[Opening DATA SUPPLIED section]

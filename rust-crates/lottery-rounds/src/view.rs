use crate::{
    claims::has_round_been_claimed,
    codec::DecimalString,
    record::{
        RoundId,
        RoundRecord,
        RoundStatus,
        RoundUserTickets,
    },
};
use bigdecimal::BigDecimal;
use std::{
    collections::HashMap,
    sync::{
        Arc,
        Mutex,
        PoisonError,
        atomic::{
            AtomicUsize,
            Ordering,
        },
    },
};

/// Decoded decimals keyed by their string encoding. Clones share one table.
#[derive(Clone, Default)]
pub struct DecimalCache {
    entries: Arc<Mutex<HashMap<DecimalString, BigDecimal>>>,
    misses: Arc<AtomicUsize>,
}

impl DecimalCache {
    pub fn new() -> Self {
        Self::default()
    }

    pub fn decode(&self, value: &DecimalString) -> BigDecimal {
        let mut entries = self.entries.lock().unwrap_or_else(PoisonError::into_inner);
        if let Some(decoded) = entries.get(value) {
            return decoded.clone();
        }
        self.misses.fetch_add(1, Ordering::Relaxed);
        let decoded = value.decode();
        entries.insert(value.clone(), decoded.clone());
        decoded
    }

    pub fn len(&self) -> usize {
        self.entries
            .lock()
            .unwrap_or_else(PoisonError::into_inner)
            .len()
    }

    pub fn is_empty(&self) -> bool {
        self.len() == 0
    }

    /// Number of decodes that had to parse their input.
    pub fn misses(&self) -> usize {
        self.misses.load(Ordering::Relaxed)
    }
}

/// A round with its monetary amounts materialized for arithmetic.
#[derive(Debug, Clone, PartialEq, Eq)]
pub struct RoundView {
    pub is_loading: bool,
    pub round_id: RoundId,
    pub user_tickets: Option<RoundUserTickets>,
    pub status: RoundStatus,
    pub start_time: DecimalString,
    pub end_time: DecimalString,
    pub ticket_price: BigDecimal,
    pub discount_divisor: BigDecimal,
    pub treasury_fee: DecimalString,
    pub first_ticket_id: DecimalString,
    pub last_ticket_id: DecimalString,
    pub amount_collected: BigDecimal,
    pub final_number: Option<u32>,
    pub reward_per_bracket: Vec<DecimalString>,
    pub count_winners_per_bracket: Vec<DecimalString>,
    pub rewards_breakdown: Vec<DecimalString>,
}

impl RoundView {
    // Placeholder amounts read as zero; these return `None` instead.
    pub fn ticket_price_if_loaded(&self) -> Option<&BigDecimal> {
        (!self.is_loading).then_some(&self.ticket_price)
    }

    pub fn discount_divisor_if_loaded(&self) -> Option<&BigDecimal> {
        (!self.is_loading).then_some(&self.discount_divisor)
    }

    pub fn amount_collected_if_loaded(&self) -> Option<&BigDecimal> {
        (!self.is_loading).then_some(&self.amount_collected)
    }

    /// Whether the attached user has claimed anything in this round.
    pub fn user_has_claimed(&self) -> Option<bool> {
        self.user_tickets
            .as_ref()
            .map(|user| has_round_been_claimed(&user.tickets))
    }
}

#[derive(Clone, Default)]
pub struct RoundViewProjector {
    cache: DecimalCache,
}

impl RoundViewProjector {
    pub fn new(cache: DecimalCache) -> Self {
        Self { cache }
    }

    pub fn cache(&self) -> &DecimalCache {
        &self.cache
    }

    pub fn project(
        &self,
        record: &RoundRecord,
        user_tickets: Option<&RoundUserTickets>,
    ) -> RoundView {
        RoundView {
            is_loading: record.is_loading,
            round_id: record.round_id.clone(),
            user_tickets: user_tickets.cloned(),
            status: record.status,
            start_time: record.start_time.clone(),
            end_time: record.end_time.clone(),
            ticket_price: self.cache.decode(&record.ticket_price),
            discount_divisor: self.cache.decode(&record.discount_divisor),
            treasury_fee: record.treasury_fee.clone(),
            first_ticket_id: record.first_ticket_id.clone(),
            last_ticket_id: record.last_ticket_id.clone(),
            amount_collected: self.cache.decode(&record.amount_collected),
            final_number: record.final_number,
            reward_per_bracket: record.reward_per_bracket.clone(),
            count_winners_per_bracket: record.count_winners_per_bracket.clone(),
            rewards_breakdown: record.rewards_breakdown.clone(),
        }
    }
}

[Closing DATA SUPPLIED section]

:: AIM OF THE EXERCISE ::
Return, from the material above, each line holding the string "DecimalCache".

:: OUTPUT OF THE EXERCISE ::
pub struct DecimalCache {
impl DecimalCache {
    cache: DecimalCache,
    pub fn new(cache: DecimalCache) -> Self {
    pub fn cache(&self) -> &DecimalCache {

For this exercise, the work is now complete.